The latest news out of Ukraine (as of writing) is that public opinion is shifting against Russia, even in the country’s previously pro-Russian east. If the reports are true—obviously a huge if, given not only the fluidity of the situation but the fact that we’re not exactly dealing with rigorous polling data here—then it is a development of huge significance. Indeed, in future years, we might be writing about how Vladimir Putin accidentally saved Ukraine from civil war.
It is a well-known political phenomenon that the presence (or even just the perception) of external threat is one of the great unifying forces in politics. In political science circles it’s known as the rally-around-the-flag effect, or—particularly when it’s deliberately pursued—diversionary war.
Practitioners are aware of it as well; cagey politicians have repeatedly demonstrated that identifying a threat to a political community and positioning themselves as defender is an effective recipe for success, regardless of system and level. Both Bush the Elder and Bush the Younger famously saw their approval ratings soar with the emergence of external threat. More locally, it was said of Peter Lougheed, former premier of my home province of Alberta, that he won his elections by ignoring his opponent and campaigning against Ottawa instead. Quebec premiers are universally past masters at the technique. (Except Marois, who arguably is scaping the wrong goat with the “secular” charter. Different story for a different post, however.)

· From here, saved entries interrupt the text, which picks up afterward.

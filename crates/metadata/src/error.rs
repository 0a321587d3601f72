//! Error types for metadata operations.

use thiserror::Error;

/// Metadata store operation errors.
#[derive(Debug, Error)]
pub enum MetadataError {
    #[error("not found: {0}")]
    NotFound(String),

    /// Completion was reported for a part that was never announced.
    #[error("part not found: {0}")]
    PartNotFound(String),

    /// A part announced a file size different from the stored one.
    #[error("mismatched size for {path}: stored {stored}, announced {announced}")]
    MismatchedSize {
        path: String,
        stored: u64,
        announced: u64,
    },

    /// A part range ends at or past the size of its file.
    #[error("range {range} of {path} extends past file size {size}")]
    RangeOutOfBounds {
        path: String,
        range: String,
        size: u64,
    },

    #[error("range {range} overlaps stored range {existing} of {path}")]
    OverlappingRange {
        path: String,
        range: String,
        existing: String,
    },

    #[error("database error: {0}")]
    Database(#[from] sqlx::Error),

    #[error("configuration error: {0}")]
    Config(String),

    #[error("constraint violation: {0}")]
    Constraint(String),

    #[error("internal error: {0}")]
    Internal(String),
}

impl MetadataError {
    /// Business-rule violations that callers report back to the peer rather
    /// than treating as faults.
    pub fn is_business(&self) -> bool {
        matches!(
            self,
            Self::NotFound(_)
                | Self::PartNotFound(_)
                | Self::MismatchedSize { .. }
                | Self::RangeOutOfBounds { .. }
                | Self::OverlappingRange { .. }
                | Self::Constraint(_)
        )
    }
}

impl From<std::io::Error> for MetadataError {
    fn from(err: std::io::Error) -> Self {
        MetadataError::Internal(format!("io error: {err}"))
    }
}

/// Result type for metadata operations.
pub type MetadataResult<T> = std::result::Result<T, MetadataError>;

Autocrats know the effect just as well. Everyone knows how A————————redacted due to Godwin’s Law violation————————ately sealing his fate. Throughout the Cold War, American and Soviet-backed regimes routinely relied on the supposed threat of infiltration by agents of the opposing order to secure support for their their own rule.
It is not always an consciously created effect, either. The French Revolution drew vital strength from the need to mobilize the country against external invasion. The revolutionaries did not court the enmity of Europe’s monarchs, but made full use of it to mobilize the country once they had it. Indeed, an influential theory of state formation primarily attributed to Charles Tilly holds that external threat is a vital ingredient to the process, forcing central administrators to find new and more efficient ways to mobilize resources in order to confront off external challenges.
There are, in sum, good theoretical and empirical reasons to expect that Ukraine may emerge from the crisis more consolidated than it entered it. Even so, it seems amazing that we’re seeing such an effect here; certainly, it runs counter to the outcome so many observers feared or even expected, often with very persuasive sounding evidence to back up their worries. Even those who predict that Russia will emerge the poorer for their Ukrainian adventure in the long run make no commitments that the short run will be anything other than messy for all concerned. In the wake of Victor Yanukovych’s flight to Russia, no one seemed confident that Ukraine would emerge whole and unscathed, even prior to the start of Russia’s Crimean gambit. A search for news stories containing “Ukraine and “civil war” turns up 62,500 hits in the last seven days alone. Ukraine seemed a country on the brink of a breakup.
Of all the above examples, the present situation would seem to mirror the French Revolutionary situation most closely. A popular revolution leads to the overthrow of a previous autocratic regime. A neighbouring foreign power sympathetic to the previous administration rushes in, claiming to defend the rights of supporters of the old order. Everyone within the state undergoing revolution, repulsed by the invading power, rushes to the support of the new order. Nationalism is (allegedly) triumphs over ethnicity and linguistic affinity, despite the fact that the latter appeared dominant just days ago.
A key point that remains to be explained, if this does prove to be the case, is why nationalism is winning out here in Ukraine, when the reverse proved the case in other recent cases, where intervention by a biased actor (often Russia, actually) deepened cleavages and/or escalated the violence. Indeed, putting scope conditions for the different kinds of outcomes of external interventions during political transitions remains a challenge for students of ethnic conflict, revolution, and democratic transitions.
Intriguingly, my friend Yana Gorokhovskaia persuasively argues that a similar process is taking place in Russia, and that much of what Putin is doing is directed at his domestic audience, the only audience that he ultimately cares about. Russian nationalists, already cheered by Olympic success, now have further reason to trust their leader to stand up to the ne’er-do-wells of the international community, and Putin opponents even less traction to effectively oppose him. It would seem that Putin is capable of building more than one state at a time.
Obviously, much remains unclear; much remains unsettled. Having temporarily unified Ukraine, Mr. Putin retains the power to shatter it again via invasion, though not without visiting significant new costs on Russia. Likewise, the fate of Crimea remains a separate issue. There the sentiment of the population seems to tilt much more favourably towards Russia, and Ukraine is going to have a very hard time successfully pressing its claim to the territory so long as Putin remains in power, and possibly long after. Even so, having said all that, a unification of public opinion against Russia is an important step, for even in Vladmir Putin’s alternate reality, the invasion and occupation of the eastern half of a Ukraine unified in opposition may appear to be a bridge too far.
Vladimir Putin. Hero of Russia. Defender of a united, Western-leaning and democratic Ukraine.